● **Assigned task**
Pick each line containing "snapshot" out of the records.

━━━━

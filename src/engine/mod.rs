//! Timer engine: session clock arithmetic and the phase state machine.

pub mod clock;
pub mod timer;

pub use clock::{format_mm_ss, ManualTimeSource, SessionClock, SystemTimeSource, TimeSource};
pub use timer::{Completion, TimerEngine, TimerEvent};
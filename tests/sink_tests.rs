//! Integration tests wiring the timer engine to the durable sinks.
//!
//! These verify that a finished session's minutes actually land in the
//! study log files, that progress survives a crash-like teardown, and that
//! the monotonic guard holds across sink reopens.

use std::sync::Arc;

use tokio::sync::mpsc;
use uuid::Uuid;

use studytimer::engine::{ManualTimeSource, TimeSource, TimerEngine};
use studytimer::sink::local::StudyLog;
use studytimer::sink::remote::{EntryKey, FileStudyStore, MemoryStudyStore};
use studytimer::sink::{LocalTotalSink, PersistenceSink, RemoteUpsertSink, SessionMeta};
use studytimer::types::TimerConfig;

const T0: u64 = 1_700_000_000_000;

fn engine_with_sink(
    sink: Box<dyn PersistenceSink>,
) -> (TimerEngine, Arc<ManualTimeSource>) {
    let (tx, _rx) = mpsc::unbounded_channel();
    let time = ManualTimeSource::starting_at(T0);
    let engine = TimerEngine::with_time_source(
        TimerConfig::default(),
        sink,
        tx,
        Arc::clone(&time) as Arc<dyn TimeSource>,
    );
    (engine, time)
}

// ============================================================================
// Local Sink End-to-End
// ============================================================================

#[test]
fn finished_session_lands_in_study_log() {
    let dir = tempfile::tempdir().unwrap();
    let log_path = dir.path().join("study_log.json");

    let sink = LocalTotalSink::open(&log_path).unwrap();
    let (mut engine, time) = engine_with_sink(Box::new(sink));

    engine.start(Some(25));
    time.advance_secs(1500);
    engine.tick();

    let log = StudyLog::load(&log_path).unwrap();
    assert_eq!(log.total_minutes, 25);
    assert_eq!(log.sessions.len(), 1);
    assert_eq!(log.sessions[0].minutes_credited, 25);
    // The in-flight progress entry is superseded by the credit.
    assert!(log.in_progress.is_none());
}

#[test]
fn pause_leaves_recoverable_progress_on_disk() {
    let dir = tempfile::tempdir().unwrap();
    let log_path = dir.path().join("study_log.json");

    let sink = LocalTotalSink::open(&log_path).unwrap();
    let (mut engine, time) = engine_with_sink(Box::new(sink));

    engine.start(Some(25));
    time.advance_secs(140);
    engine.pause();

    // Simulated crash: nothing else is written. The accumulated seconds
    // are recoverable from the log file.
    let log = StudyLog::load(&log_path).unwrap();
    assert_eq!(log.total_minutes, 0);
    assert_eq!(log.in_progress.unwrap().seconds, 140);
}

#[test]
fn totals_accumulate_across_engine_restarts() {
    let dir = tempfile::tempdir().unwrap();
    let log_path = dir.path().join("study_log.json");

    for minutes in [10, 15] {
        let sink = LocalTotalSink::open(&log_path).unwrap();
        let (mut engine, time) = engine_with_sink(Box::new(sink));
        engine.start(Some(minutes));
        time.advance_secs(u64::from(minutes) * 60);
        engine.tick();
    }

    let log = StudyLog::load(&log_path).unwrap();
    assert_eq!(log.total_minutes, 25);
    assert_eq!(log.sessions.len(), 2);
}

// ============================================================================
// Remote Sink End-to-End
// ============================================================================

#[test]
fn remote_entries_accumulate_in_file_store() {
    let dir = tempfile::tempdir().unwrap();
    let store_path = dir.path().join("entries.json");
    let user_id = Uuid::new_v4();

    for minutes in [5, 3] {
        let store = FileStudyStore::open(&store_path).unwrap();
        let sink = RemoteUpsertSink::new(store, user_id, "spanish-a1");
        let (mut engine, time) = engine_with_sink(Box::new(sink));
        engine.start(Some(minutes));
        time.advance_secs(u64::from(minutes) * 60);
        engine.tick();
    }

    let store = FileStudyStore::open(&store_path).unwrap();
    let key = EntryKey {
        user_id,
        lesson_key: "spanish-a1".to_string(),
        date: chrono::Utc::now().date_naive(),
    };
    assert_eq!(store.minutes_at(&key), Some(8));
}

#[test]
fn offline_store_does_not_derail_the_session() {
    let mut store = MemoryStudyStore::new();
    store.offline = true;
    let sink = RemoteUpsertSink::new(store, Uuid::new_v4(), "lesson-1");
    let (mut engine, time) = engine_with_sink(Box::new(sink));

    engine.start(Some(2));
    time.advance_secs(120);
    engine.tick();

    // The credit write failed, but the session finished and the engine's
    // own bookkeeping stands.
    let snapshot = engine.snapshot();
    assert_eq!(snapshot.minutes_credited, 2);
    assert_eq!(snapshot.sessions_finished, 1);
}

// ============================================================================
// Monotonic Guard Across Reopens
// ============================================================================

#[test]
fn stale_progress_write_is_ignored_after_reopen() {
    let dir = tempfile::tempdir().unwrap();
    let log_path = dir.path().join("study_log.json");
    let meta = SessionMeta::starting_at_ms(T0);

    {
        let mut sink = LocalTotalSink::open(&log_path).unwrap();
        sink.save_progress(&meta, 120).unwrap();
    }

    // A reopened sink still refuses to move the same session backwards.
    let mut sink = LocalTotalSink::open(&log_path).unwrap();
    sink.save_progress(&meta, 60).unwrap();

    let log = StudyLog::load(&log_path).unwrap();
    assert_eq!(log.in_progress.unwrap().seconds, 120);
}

━━━━

● **Your solution**
    let snapshot = engine.snapshot();
    assert_eq!(snapshot.minutes_credited, 2);
    assert_eq!(snapshot.sessions_finished, 1);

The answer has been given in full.